Este foi e é um processo de pilhagem em escala mundial em que a riqueza é condensada em e através de reivindicações de propriedade desiguais. Em suma, a apropriação da riqueza alheia não é um efeito colateral não intencional, mas o objetivo. Como resumiu Walter Rodney em seu trabalho seminal Sobre como a Europa subdesenvolvia a África, "a aquisição de riqueza não se deve apenas ao trabalho duro, ou os africanos que trabalharam como escravos na América e nas Índias Ocidentais teriam sido o grupo mais rico do mundo". É importante notar que a apropriação dos "dons gratuitos da natureza" anda de mãos dadas com a mobilização do trabalho de reprodução social (na verdade, o trabalho doméstico, desde cuidar de crianças até cozinhar e todo tipo de afazeres domésticos). acumulação, que confere ao capitalismo seu caráter sexista e racial.
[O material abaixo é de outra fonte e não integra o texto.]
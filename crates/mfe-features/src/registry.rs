//! Feature Registry

use crate::general::{self, FreqClassConfig};
use crate::input::{FeatureInputs, Input};
use crate::value::{FeatureError, FeatureValue};
use serde::{Deserialize, Serialize};
use std::collections::BTreeMap;
use tracing::debug;

/// Signature shared by every registered feature
pub type FeatureFn = fn(&FeatureInputs<'_>, &FeatureConfig) -> Result<FeatureValue, FeatureError>;

/// Per-feature options handed to every feature function
#[derive(Debug, Clone, Default, PartialEq, Serialize, Deserialize)]
#[serde(default)]
pub struct FeatureConfig {
    /// Options for `freq_class`
    pub freq_class: FreqClassConfig,
}

/// Declaration of a single feature
#[derive(Debug, Clone, Copy)]
pub struct FeatureSpec {
    /// Unique feature name
    pub name: &'static str,
    /// Views the feature reads
    pub inputs: &'static [Input],
    /// One-line description
    pub description: &'static str,
    /// Implementation
    pub compute: FeatureFn,
}

impl FeatureSpec {
    /// First declared input that the given views cannot supply
    pub fn missing_input(&self, inputs: &FeatureInputs<'_>) -> Option<Input> {
        self.inputs.iter().copied().find(|&input| !inputs.provides(input))
    }
}

/// Name-ordered mapping from feature name to its declaration
#[derive(Debug, Clone, Default)]
pub struct FeatureRegistry {
    specs: BTreeMap<&'static str, FeatureSpec>,
}

impl FeatureRegistry {
    /// Create an empty registry
    pub fn empty() -> Self {
        Self::default()
    }

    /// Registry holding the General group
    pub fn general() -> Self {
        let mut registry = Self::empty();
        for spec in general::SPECS {
            registry.specs.insert(spec.name, *spec);
        }
        debug!("General registry built with {} features", registry.len());
        registry
    }

    /// Add a feature, rejecting duplicate names
    pub fn register(&mut self, spec: FeatureSpec) -> Result<(), FeatureError> {
        if self.specs.contains_key(spec.name) {
            return Err(FeatureError::DuplicateFeature(spec.name.to_string()));
        }
        self.specs.insert(spec.name, spec);
        Ok(())
    }

    pub fn get(&self, name: &str) -> Option<&FeatureSpec> {
        self.specs.get(name)
    }

    pub fn contains(&self, name: &str) -> bool {
        self.specs.contains_key(name)
    }

    /// Registered names in ascending order
    pub fn names(&self) -> impl Iterator<Item = &'static str> + '_ {
        self.specs.keys().copied()
    }

    pub fn iter(&self) -> impl Iterator<Item = &FeatureSpec> {
        self.specs.values()
    }

    pub fn len(&self) -> usize {
        self.specs.len()
    }

    pub fn is_empty(&self) -> bool {
        self.specs.is_empty()
    }
}

#[cfg(test)]
mod tests {
    use super::*;
    use mfe_data::{Dataset, Value};

    fn constant(_: &FeatureInputs<'_>, _: &FeatureConfig) -> Result<FeatureValue, FeatureError> {
        Ok(FeatureValue::Scalar(7.0))
    }

    #[test]
    fn test_general_registry() {
        let registry = FeatureRegistry::general();
        assert_eq!(registry.len(), 11);
        assert!(registry.contains("nr_bin"));
        assert_eq!(registry.get("freq_class").unwrap().inputs, &[Input::Labels]);
        assert_eq!(registry.names().next(), Some("attr_to_inst"));
    }

    #[test]
    fn test_register_duplicate() {
        let mut registry = FeatureRegistry::general();
        let spec = FeatureSpec {
            name: "nr_inst",
            inputs: &[],
            description: "duplicate",
            compute: constant,
        };
        assert_eq!(
            registry.register(spec),
            Err(FeatureError::DuplicateFeature("nr_inst".to_string()))
        );
    }

    #[test]
    fn test_register_and_call() {
        let mut registry = FeatureRegistry::empty();
        registry
            .register(FeatureSpec {
                name: "seven",
                inputs: &[],
                description: "constant",
                compute: constant,
            })
            .unwrap();

        let ds = Dataset::from_rows(vec![vec![Value::from(1.0)]], &["num"]).unwrap();
        let inputs = FeatureInputs::new(&ds);
        let spec = registry.get("seven").unwrap();
        assert_eq!(
            (spec.compute)(&inputs, &FeatureConfig::default()),
            Ok(FeatureValue::Scalar(7.0))
        );
    }

    #[test]
    fn test_missing_labels() {
        let registry = FeatureRegistry::general();
        let ds = Dataset::from_rows(vec![vec![Value::from(1.0)]], &["num"]).unwrap();
        let inputs = FeatureInputs::new(&ds);
        assert_eq!(
            registry.get("nr_class").unwrap().missing_input(&inputs),
            Some(Input::Labels)
        );
        assert_eq!(registry.get("nr_attr").unwrap().missing_input(&inputs), None);
    }
}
Ao longo da pandemia, essas tendências foram fortemente reforçadas, especialmente porque as crianças ficaram em casa sem ir à escola, acrescentando mais reprodução social ao trabalho assalariado.

A expropriação contemporânea também gira cada vez mais em torno da questão de quem emite e controla a dívida. A propriedade desigual da dívida pública, por exemplo, transfere dinheiro dos contribuintes comuns para os detentores de títulos ricos, pois os governos pagam juros sobre empréstimos altos em vez de aumentar os impostos, uma escolha política para priorizar os proprietários de ativos financeiros. Enquanto isso, taxas de juros exorbitantes sobre empréstimos ao consumidor e saques a descoberto redistribuem dinheiro de indivíduos que lutam com salários estagnados para os credores, enriquecendo o credor-rentista. Essa expropriação financeira se acentuou especialmente durante a pandemia, a partir das fortes e devastadoras restrições monetárias impostas aos governos do Sul Global,

O imperativo de expropriar para se sustentar significa que o capitalismo é e sempre foi de caráter racialmente desigual. Para dar um exemplo, a disseminação predatória de hipotecas subprime insustentavelmente caras - "perpetradas desproporcionalmente contra os pobres e as comunidades de cor" e embaladas em títulos financeiros organizados para investidores famintos por rendimento - muitas vezes ignoradas como vítimas da crise financeira de 2008, surgiu de o impulso das finanças para ampliar seus horizontes de expropriação. No final, não foram os financistas que perderam tudo, mas as mesmas famílias cujas casas foram fechadas e cuja segurança evaporou e que – mais de uma década depois – continuam pagando desproporcionalmente por uma crise que não criaram.

A expropriação também expande a capacidade de extração de riqueza além da clássica exploração do trabalho assalariado baseada no mercado para a divisão desigual dos impactos da crise ecológica. As relações de propriedade permitem que as empresas designem certas terras e pessoas como "zonas de sacrifício" para atender às demandas de recursos e "sumidouros" que sustentam a vida cotidiana dos ricos globais, desde locais de mineração que devastam a ecologia local até o confisco de terras para compensar as emissões de carbono.

As reivindicações de propriedade – atuando como um veículo para normalizar a expropriação – têm sido centrais para a construção do capitalismo racial, atuando como um ponto de apoio entre as dinâmicas “mutuamente constitutivas” de exploração econômica e opressão racial. Os códigos legais e as formas de propriedade que dividem e ordenam a vida econômica e social com base na propriedade exclusiva são os que permitem ao capitalismo atribuir um valor diferenciado às vidas humanas e não humanas, às comunidades, aos ecossistemas e às formas de trabalho. A hora de refazê-los está muito atrasada.


ADRIENNE BULLER E MATTHEW LAWRENCE

Adrienne Buller é membro sênior da Common Wealth e diretora de políticas do Labor for a Green New Deal. / Mathew Lawrence é o diretor da Common Wealth, um think tank que projeta modelos de propriedade para uma economia democrática e sustentável.